La Commission européenne a validé la prolongation de dix ans des réacteurs nucléaires Doel 4 et Tihange 3, un revirement majeur pour la Belgique qui avait initialement prévu d’abandonner cette énergie en 2025. Si cet accord sécurise l’approvisionnement énergétique du pays, il impose aussi à Engie une facture de 15 milliards d’euros.
Belgique : la Commission européenne valide la prolongation de deux réacteurs nucléaires

Un revirement politique imposé par la crise énergétique
Depuis 2003, la Belgique s’était engagée dans une sortie progressive du nucléaire, avec une fermeture programmée de tous ses réacteurs d’ici 2025.
Mais la guerre en Ukraine a brutalement changé la donne. L’envolée des prix de l’énergie et la dépendance au gaz russeont révélé les faiblesses du modèle belge. Face à cette crise, le gouvernement a négocié un accord avec Engie et EDF pour prolonger Doel 4 et Tihange 3 jusqu’en 2035. L’objectif : assurer une stabilité énergétique et éviter une explosion des coûts de l’électricité.
La Commission européenne, après avoir analysé cette prolongation sous l’angle de la concurrence, a donné son feu vert en février 2025. Le ministre de l’Énergie, Mathieu Bihet, a salué cette décision, qu’il considère comme un élément clé pour la souveraineté énergétique du pays.
Si la prolongation de Doel 4 et Tihange 3 semble répondre à un impératif économique, elle soulève aussi un intense débat politique en Belgique. Le gouvernement dirigé par le conservateur Bart De Wever, arrivé au pouvoir en février 2025, a clairement affiché son ambition d’aller bien au-delà de cette simple prolongation.
Le Premier ministre flamand souhaite en effet maintenir d’autres réacteurs en activité et lancer la construction de nouvelles capacités nucléaires. Son objectif : doubler la production nucléaire belge pour atteindre 8 gigawatts, contre 4 gigawatts actuellement.
Mais cette orientation se heurte à une forte opposition. Certains partis politiques dénoncent une trahison des engagements écologiques et une remise en question de la loi de 2003, toujours en vigueur, qui prévoit une sortie totale du nucléaire.
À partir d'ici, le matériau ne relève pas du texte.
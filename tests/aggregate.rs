use std::collections::HashMap;

use ahp_engine::aggregate::{aggregate, CriterionScores, DimensionMismatchError, WeightingMode};
use ahp_engine::solver::PriorityVector;

fn two_criteria() -> PriorityVector {
    PriorityVector::from_pairs([("A", 0.6), ("B", 0.4)]).unwrap()
}

#[test]
fn tied_totals_keep_input_order() {
    let mut per_criterion = HashMap::new();
    per_criterion.insert(
        "A".to_string(),
        CriterionScores::priorities(PriorityVector::from_pairs([("x", 0.7), ("y", 0.3)]).unwrap()),
    );
    per_criterion.insert(
        "B".to_string(),
        CriterionScores::priorities(PriorityVector::from_pairs([("x", 0.2), ("y", 0.8)]).unwrap()),
    );

    let result = aggregate(&two_criteria(), &per_criterion).unwrap();
    assert_eq!(result.mode, WeightingMode::Priority);
    assert_eq!(result.ranked_ids(), vec!["x", "y"]);
    assert!((result.total_score("x").unwrap() - 0.5).abs() < 1e-12);
    assert!((result.total_score("y").unwrap() - 0.5).abs() < 1e-12);

    let x = result.get("x").unwrap();
    assert_eq!(x.rank, 1);
    assert_eq!(x.breakdown.len(), 2);
    assert_eq!(x.breakdown[0].criterion_id, "A");
    assert!((x.breakdown[0].weighted_score - 0.42).abs() < 1e-12);
    assert!((x.breakdown[1].weighted_score - 0.08).abs() < 1e-12);
    assert_eq!(result.get("y").unwrap().rank, 2);
}

#[test]
fn higher_total_ranks_first_regardless_of_input_order() {
    let mut per_criterion = HashMap::new();
    per_criterion.insert(
        "A".to_string(),
        CriterionScores::priorities(
            PriorityVector::from_pairs([("x", 0.2), ("y", 0.5), ("z", 0.3)]).unwrap(),
        ),
    );
    per_criterion.insert(
        "B".to_string(),
        CriterionScores::priorities(
            PriorityVector::from_pairs([("z", 0.6), ("x", 0.1), ("y", 0.3)]).unwrap(),
        ),
    );

    let result = aggregate(&two_criteria(), &per_criterion).unwrap();
    // y: 0.30 + 0.12, z: 0.18 + 0.24, x: 0.12 + 0.04
    assert_eq!(result.ranked_ids()[2], "x");
    assert_eq!(result.get("z").unwrap().input_index, 2);
    assert!((result.total_score("x").unwrap() - 0.16).abs() < 1e-12);
}

#[test]
fn missing_criterion_is_a_dimension_mismatch() {
    let mut per_criterion = HashMap::new();
    per_criterion.insert(
        "A".to_string(),
        CriterionScores::priorities(PriorityVector::from_pairs([("x", 0.7), ("y", 0.3)]).unwrap()),
    );

    let err = aggregate(&two_criteria(), &per_criterion).unwrap_err();
    assert_eq!(
        err,
        DimensionMismatchError::MissingCriterion {
            criterion_id: "B".to_string()
        }
    );
}

#[test]
fn alternative_sets_must_agree() {
    let mut per_criterion = HashMap::new();
    per_criterion.insert(
        "A".to_string(),
        CriterionScores::priorities(PriorityVector::from_pairs([("x", 0.7), ("y", 0.3)]).unwrap()),
    );
    per_criterion.insert(
        "B".to_string(),
        CriterionScores::priorities(PriorityVector::from_pairs([("x", 0.2), ("w", 0.8)]).unwrap()),
    );

    let err = aggregate(&two_criteria(), &per_criterion).unwrap_err();
    assert!(matches!(
        err,
        DimensionMismatchError::UnexpectedAlternative { ref alternative_id, .. } if alternative_id == "w"
    ));
}

#[test]
fn raw_scores_are_weighted_directly() {
    let mut per_criterion = HashMap::new();
    per_criterion.insert("A".to_string(), CriterionScores::raw([("x", 8.0), ("y", 5.0)]));
    per_criterion.insert("B".to_string(), CriterionScores::raw([("x", 2.0), ("y", 9.0)]));

    let result = aggregate(&two_criteria(), &per_criterion).unwrap();
    assert_eq!(result.mode, WeightingMode::RawScore);
    // y: 3.0 + 3.6, x: 4.8 + 0.8
    assert_eq!(result.ranked_ids(), vec!["y", "x"]);
    assert!((result.total_score("y").unwrap() - 6.6).abs() < 1e-12);
}

#[test]
fn mixing_priorities_and_raw_scores_is_reported() {
    let mut per_criterion = HashMap::new();
    per_criterion.insert(
        "A".to_string(),
        CriterionScores::priorities(PriorityVector::from_pairs([("x", 0.7), ("y", 0.3)]).unwrap()),
    );
    per_criterion.insert("B".to_string(), CriterionScores::raw([("x", 1.0), ("y", 0.0)]));

    let result = aggregate(&two_criteria(), &per_criterion).unwrap();
    assert_eq!(result.mode, WeightingMode::Mixed);
    assert_eq!(result.ranked_ids(), vec!["x", "y"]);
}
Or, toute modification nécessitera un vote au Parlement.
Les partis écologistes, tels qu'Ecolo et Groen, dénoncent la prolongation des réacteurs Doel 4 et Tihange 3, affirmant qu'elle compromet la transition énergétique et retarde le développement des énergies renouvelables. De leur côté, les partis libéraux et conservateurs, notamment le Mouvement Réformateur (MR) et la N-VA, défendent cette décision, estimant que le nucléaire est indispensable pour assurer la stabilité des prix de l’électricité et garantir l’indépendance énergétique de la Belgique.
Nucléaire en Belgique : un enjeu diplomatique et européen
La Belgique ne pouvait pas prolonger ses réacteurs sans l’aval de la Commission européenne, qui veille à ce que ces décisions ne faussent pas la concurrence sur le marché de l’énergie.
Bruxelles a validé cette aide publique, mais à certaines conditions financières. L’État belge a dû apporter des garanties pour éviter que les risques financiers liés au nucléaire ne soient totalement assumés par le contribuable. De plus, plusieurs pays de l’UE, comme la France, poussent pour une reconnaissance du nucléaire comme une énergie stratégique et décarbonée.
La prolongation de Doel 4 et Tihange 3 est un premier pas, mais elle ouvre aussi la voie à un bouleversement plus large de la politique énergétique belge. Si l’accord avec Engie et EDF a été validé par Bruxelles, le débat politique en Belgique est loin d’être tranché.